The harsh statement follows an interview in which Assad repeatedly denied to Barbara Walters of ABC News that his government was responsible for the rising death toll in his country.
“We don’t kill our people. … No government in the world kills its people, unless it’s led by a crazy person,” Assad said in the interview that aired Wednesday.
When Walters confronted the president with reports of Syrian civilians, including children, being tortured and killed, noting that she had seen photos, Assad responded: “To be frank with you Barbara, I don’t believe you.”
Pressed about a United Nations report released recently, detailing the “crimes against humanity” in Syria, Assad was dismissive, saying, “Who said that the United Nations is a credible institution?”

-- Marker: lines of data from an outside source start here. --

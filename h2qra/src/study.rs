// src/study.rs
//
// Study file parsing and validation.
//
// A study describes one facility analysis:
// - study_id + study_version for tracking
// - analysis settings (uncertainty flag, samples, seed, threads)
// - component inventory and fueling demand
// - optional replacements for the default catalogs and ignition table
// - per-leak-size frequency overrides
// - release model (orifice estimate or table), harm table, exposure
//
// Sections left out fall back to the built-in hydrogen defaults.

use std::collections::BTreeMap;
use std::fs;
use std::path::Path;
use std::sync::Arc;

use serde::{Deserialize, Serialize};

use crate::analysis::QraSession;
use crate::components::{ComponentInventory, ComponentLeakCatalog};
use crate::config::Config;
use crate::consequence::{HarmModel, TabulatedHarm, TabulatedRelease};
use crate::cut_set::FrequencySpec;
use crate::error::QraError;
use crate::failures::{FailureModeCatalog, FuelingDemand};
use crate::ignition::IgnitionTable;
use crate::risk::{Exposure, OccupantGroup};
use crate::types::LeakSize;

/// Current study schema version.
pub const STUDY_SCHEMA_VERSION: u32 = 1;

/// `analysis:` section. Absent keys keep the configured value.
#[derive(Debug, Clone, Default, PartialEq, Serialize, Deserialize)]
pub struct AnalysisSection {
    #[serde(default)]
    pub uncertainty: Option<bool>,
    #[serde(default)]
    pub samples: Option<usize>,
    #[serde(default)]
    pub seed: Option<u64>,
    #[serde(default)]
    pub threads: Option<usize>,
}

impl AnalysisSection {
    pub fn apply_to(&self, cfg: &mut Config) {
        if let Some(v) = self.uncertainty {
            cfg.uncertainty_enabled = v;
        }
        if let Some(v) = self.samples {
            cfg.uncertainty.samples = v;
        }
        if let Some(v) = self.seed {
            cfg.uncertainty.base_seed = v;
        }
        if let Some(v) = self.threads {
            cfg.uncertainty.threads = v;
        }
    }
}

/// Choked-orifice release estimate.
#[derive(Debug, Clone, Copy, PartialEq, Serialize, Deserialize)]
pub struct OrificeSpec {
    /// Pipe inner diameter, m.
    pub pipe_diameter: f64,
    /// Stagnation pressure, Pa.
    pub pressure: f64,
    /// Stagnation temperature, K.
    pub temperature: f64,
    #[serde(default = "default_discharge_coefficient")]
    pub discharge_coefficient: f64,
}

fn default_discharge_coefficient() -> f64 {
    1.0
}

#[derive(Debug, Clone, PartialEq, Serialize, Deserialize)]
#[serde(rename_all = "snake_case")]
pub enum ReleaseSpec {
    Orifice(OrificeSpec),
    Table(TabulatedRelease),
}

impl ReleaseSpec {
    fn build(&self) -> Result<TabulatedRelease, QraError> {
        match self {
            ReleaseSpec::Orifice(o) => Ok(TabulatedRelease::choked_orifice(
                o.pipe_diameter,
                o.pressure,
                o.temperature,
                o.discharge_coefficient,
            )?),
            ReleaseSpec::Table(t) => Ok(t.clone()),
        }
    }
}

/// One facility analysis as read from YAML.
#[derive(Debug, Clone, Serialize, Deserialize)]
pub struct StudySpec {
    pub study_id: String,
    pub study_version: u32,
    #[serde(default)]
    pub description: String,
    #[serde(default)]
    pub analysis: AnalysisSection,
    #[serde(default)]
    pub inventory: Option<ComponentInventory>,
    #[serde(default)]
    pub demand: Option<FuelingDemand>,
    #[serde(default)]
    pub components: Option<ComponentLeakCatalog>,
    #[serde(default)]
    pub failure_modes: Option<FailureModeCatalog>,
    #[serde(default)]
    pub ignition: Option<IgnitionTable>,
    /// Total frequency per leak size, replacing the computed value.
    #[serde(default)]
    pub frequency_overrides: BTreeMap<LeakSize, f64>,
    #[serde(default)]
    pub release: Option<ReleaseSpec>,
    #[serde(default)]
    pub harm: Option<TabulatedHarm>,
    #[serde(default)]
    pub exposure: Option<Vec<OccupantGroup>>,
}

impl StudySpec {
    pub fn from_yaml_file<P: AsRef<Path>>(path: P) -> Result<Self, StudyError> {
        let contents = fs::read_to_string(path.as_ref()).map_err(|e| StudyError::IoError {
            path: path.as_ref().display().to_string(),
            source: e.to_string(),
        })?;
        Self::from_yaml_str(&contents)
    }

    pub fn from_yaml_str(yaml: &str) -> Result<Self, StudyError> {
        let spec: StudySpec = serde_yaml::from_str(yaml).map_err(|e| StudyError::ParseError {
            source: e.to_string(),
        })?;
        spec.validate()?;
        Ok(spec)
    }

    pub fn validate(&self) -> Result<(), StudyError> {
        if self.study_id.trim().is_empty() {
            return Err(invalid("study_id", "study_id cannot be empty"));
        }
        if self.study_version == 0 || self.study_version > STUDY_SCHEMA_VERSION {
            return Err(invalid(
                "study_version",
                &format!("study_version must be in 1..={}", STUDY_SCHEMA_VERSION),
            ));
        }
        if self.analysis.samples == Some(0) {
            return Err(invalid("analysis.samples", "samples must be >= 1"));
        }
        if self.analysis.threads == Some(0) {
            return Err(invalid("analysis.threads", "threads must be >= 1"));
        }

        if let Some(d) = &self.demand {
            for (field, v) in [
                ("demand.vehicles", d.vehicles),
                ("demand.fuelings_per_day", d.fuelings_per_day),
                ("demand.operating_days", d.operating_days),
            ] {
                if !v.is_finite() || v < 0.0 {
                    return Err(invalid(field, &format!("must be finite and >= 0, got {}", v)));
                }
            }
        }

        if let Some(inv) = &self.inventory {
            for (kind, count) in inv.iter() {
                if !count.is_finite() || count < 0.0 {
                    return Err(invalid(
                        &format!("inventory.{}", kind),
                        &format!("count must be finite and >= 0, got {}", count),
                    ));
                }
            }
        }

        for (size, &v) in &self.frequency_overrides {
            if !v.is_finite() || v < 0.0 {
                return Err(invalid(
                    &format!("frequency_overrides.{}", size),
                    &format!("must be finite and >= 0, got {}", v),
                ));
            }
        }

        if let Some(harm) = &self.harm {
            for e in &harm.entries {
                let field = format!("harm.{}.{}", e.leak_size, e.outcome);
                if !e.outcome.is_ignitable() {
                    return Err(invalid(&field, "only jetfire and explosion carry harm"));
                }
                if e.p_fatal.len() != harm.positions() {
                    return Err(invalid(
                        &field,
                        &format!(
                            "{} probabilities for {} positions",
                            e.p_fatal.len(),
                            harm.positions()
                        ),
                    ));
                }
                if let Some(p) = e.p_fatal.iter().find(|p| !(0.0..=1.0).contains(*p)) {
                    return Err(invalid(&field, &format!("probability {} outside [0, 1]", p)));
                }
            }
        }

        if let Some(groups) = &self.exposure {
            for g in groups {
                if !g.count.is_finite() || g.count < 0.0 {
                    return Err(invalid(
                        &format!("exposure.{}", g.name),
                        "count must be finite and >= 0",
                    ));
                }
                if !g.hours_per_year.is_finite() || !(0.0..=8784.0).contains(&g.hours_per_year) {
                    return Err(invalid(
                        &format!("exposure.{}", g.name),
                        "hours_per_year must be within [0, 8784]",
                    ));
                }
            }
            let hours: f64 = groups.iter().map(|g| g.count * g.hours_per_year).sum();
            if hours <= 0.0 {
                return Err(invalid("exposure", "total exposed person-hours must be > 0"));
            }
        }

        Ok(())
    }

    /// Apply the `analysis:` section beneath whatever `cfg` already holds
    /// from defaults. Call before environment and CLI overrides.
    pub fn apply_analysis(&self, cfg: &mut Config) {
        self.analysis.apply_to(cfg);
    }

    /// Session seeded with defaults and every section this study provides.
    pub fn build_session(&self) -> Result<QraSession, QraError> {
        let mut session = QraSession::default();
        if let Some(c) = &self.components {
            session.set_components(c.clone());
        }
        if let Some(f) = &self.failure_modes {
            session.set_failures(f.clone());
        }
        if let Some(inv) = &self.inventory {
            session.set_inventory(inv.clone());
        }
        if let Some(d) = self.demand {
            session.set_demand(d);
        }
        if let Some(t) = &self.ignition {
            session.set_ignition(t.clone());
        }
        for (&size, &value) in &self.frequency_overrides {
            session.set_frequency(size, FrequencySpec::Overridden(value))?;
        }
        if let Some(r) = &self.release {
            session.set_release_model(Arc::new(r.build()?));
        }
        if let Some(h) = &self.harm {
            session.set_harm_model(Arc::new(h.clone()));
        }
        if let Some(groups) = &self.exposure {
            session.set_exposure(Exposure::new(groups.clone()));
        }
        Ok(session)
    }
}

fn invalid(field: &str, message: &str) -> StudyError {
    StudyError::ValidationError {
        field: field.to_string(),
        message: message.to_string(),
    }
}

/// Errors that can occur when loading a study.
#[derive(Debug, Clone, PartialEq)]
pub enum StudyError {
    IoError { path: String, source: String },
    ParseError { source: String },
    ValidationError { field: String, message: String },
}

impl std::fmt::Display for StudyError {
    fn fmt(&self, f: &mut std::fmt::Formatter<'_>) -> std::fmt::Result {
        match self {
            StudyError::IoError { path, source } => {
                write!(f, "Failed to read study file '{}': {}", path, source)
            }
            StudyError::ParseError { source } => {
                write!(f, "Failed to parse study YAML: {}", source)
            }
            StudyError::ValidationError { field, message } => {
                write!(f, "Study validation error in '{}': {}", field, message)
            }
        }
    }
}

impl std::error::Error for StudyError {}

#[cfg(test)]
mod tests {
    use super::*;
    use crate::analysis::EvaluateOptions;
    use crate::components::ComponentKind;

    const MINIMAL: &str = r#"
study_id: minimal
study_version: 1
"#;

    const FULL: &str = r#"
study_id: dispenser_a
study_version: 1
description: Single dispenser, two operators
analysis:
  uncertainty: true
  samples: 200
  seed: 11
inventory:
  valve: 4
  hose: 1
  pipe: 15.5
demand:
  vehicles: 10
  fuelings_per_day: 1
  operating_days: 300
ignition:
  thresholds: [1.0, 10.0]
  immediate: [0.008, 0.05, 0.5]
  delayed: [0.2, 0.5, 0.7]
frequency_overrides:
  "100%": 1.0e-3
release:
  table:
    "0.01%": { mass_flow: 0.0001, diameter: 0.0001 }
    "0.1%": { mass_flow: 0.001, diameter: 0.0003 }
    "1%": { mass_flow: 0.01, diameter: 0.001 }
    "10%": { mass_flow: 2.0, diameter: 0.003 }
    "100%": { mass_flow: 20.0, diameter: 0.0095 }
harm:
  positions: [dispenser, kiosk]
  entries:
    - { leak_size: "100%", outcome: jetfire, p_fatal: [0.9, 0.1] }
    - { leak_size: "100%", outcome: explosion, p_fatal: [0.5, 0.05] }
exposure:
  - { name: operators, count: 2, hours_per_year: 2000 }
"#;

    #[test]
    fn minimal_study_uses_defaults() {
        let spec = StudySpec::from_yaml_str(MINIMAL).unwrap();
        assert!(spec.components.is_none());
        let session = spec.build_session().unwrap();
        assert_eq!(session.ignition(), &IgnitionTable::default_hydrogen());
        assert!(session.evaluate(EvaluateOptions::default()).is_ok());
    }

    #[test]
    fn full_study_parses_and_builds() {
        let spec = StudySpec::from_yaml_str(FULL).unwrap();
        assert_eq!(spec.study_id, "dispenser_a");
        assert_eq!(spec.inventory.as_ref().unwrap().count(ComponentKind::Pipe), 15.5);
        assert_eq!(spec.frequency_overrides.get(&LeakSize::Full), Some(&1.0e-3));

        let session = spec.build_session().unwrap();
        assert_eq!(
            session.frequency_spec(LeakSize::Full),
            FrequencySpec::Overridden(1.0e-3)
        );
        let r = session.evaluate(EvaluateOptions::default()).unwrap();
        let full = r.leak(LeakSize::Full).unwrap();
        assert_eq!(full.cut_set.total, 1.0e-3);
        // 20 kg/s falls into the top bin.
        assert_eq!(full.event_tree.p_immediate, 0.5);
        assert!(r.total_pll > 0.0);
    }

    #[test]
    fn analysis_section_layers_under_config() {
        let spec = StudySpec::from_yaml_str(FULL).unwrap();
        let mut cfg = Config::default();
        spec.apply_analysis(&mut cfg);
        assert!(cfg.uncertainty_enabled);
        assert_eq!(cfg.uncertainty.samples, 200);
        assert_eq!(cfg.uncertainty.base_seed, 11);
        assert_eq!(cfg.uncertainty.threads, 1, "absent key keeps the default");
    }

    #[test]
    fn validation_errors_name_the_field() {
        let cases = [
            ("study_id: ''\nstudy_version: 1\n", "study_id"),
            ("study_id: x\nstudy_version: 0\n", "study_version"),
            (
                "study_id: x\nstudy_version: 1\nanalysis: { samples: 0 }\n",
                "analysis.samples",
            ),
            (
                "study_id: x\nstudy_version: 1\nfrequency_overrides: { \"10%\": -1.0 }\n",
                "frequency_overrides.10%",
            ),
            (
                "study_id: x\nstudy_version: 1\nexposure: [{ name: a, count: 0, hours_per_year: 100 }]\n",
                "exposure",
            ),
            (
                "study_id: x\nstudy_version: 1\nharm: { positions: [a], entries: [{ leak_size: \"1%\", outcome: jetfire, p_fatal: [1.5] }] }\n",
                "harm.1%.jetfire",
            ),
            (
                "study_id: x\nstudy_version: 1\nharm: { positions: [a], entries: [{ leak_size: \"1%\", outcome: shutdown, p_fatal: [0.1] }] }\n",
                "harm.1%.shutdown",
            ),
        ];
        for (yaml, field) in cases {
            match StudySpec::from_yaml_str(yaml) {
                Err(StudyError::ValidationError { field: got, .. }) => {
                    assert_eq!(got, field, "yaml: {yaml}")
                }
                other => panic!("expected ValidationError({field}), got {other:?}"),
            }
        }
    }

    #[test]
    fn bad_catalog_values_fail_to_parse() {
        let yaml = r#"
study_id: x
study_version: 1
ignition:
  thresholds: [5.0, 1.0]
  immediate: [0.1, 0.2, 0.3]
  delayed: [0.1, 0.2, 0.3]
"#;
        assert!(matches!(
            StudySpec::from_yaml_str(yaml),
            Err(StudyError::ParseError { .. })
        ));
    }

    #[test]
    fn missing_file_is_io_error() {
        let err = StudySpec::from_yaml_file("/nonexistent/study.yaml").unwrap_err();
        assert!(matches!(err, StudyError::IoError { .. }));
        assert!(err.to_string().contains("/nonexistent/study.yaml"));
    }
}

Vietor said Wednesday that the “atrocious level of violence” in Syria left no doubt that the Assad regime is “beyond salvation.”
“We continue to heavily pressure the international community to get on the right side of history, as working toward a democratic transition in Syria is a priority to the administration,” he said. “Momentum is clearly on the side of the Syrian people, as more and more countries take bold steps to isolate and pressure the Assad regime.”
In a State Department briefing Wednesday afternoon, spokesman Mark Toner told reporters that Assad’s denial of the violence unfolding in his country speaks to the importance of allowing international human rights monitors and the media to “report transparently” on what is happening on the ground in Syria, but he predicted, “That’ll never happen.”
Toner said the Syrian president “appeared utterly disconnected from reality” in the ABC interview.
“It’s either disconnection, disregard, or, as he said, crazy. I don’t know,” said Toner. “It either says he’s completely lost any power that he had within Syria, that he’s simply a tool, or that he’s completely disconnected from reality.”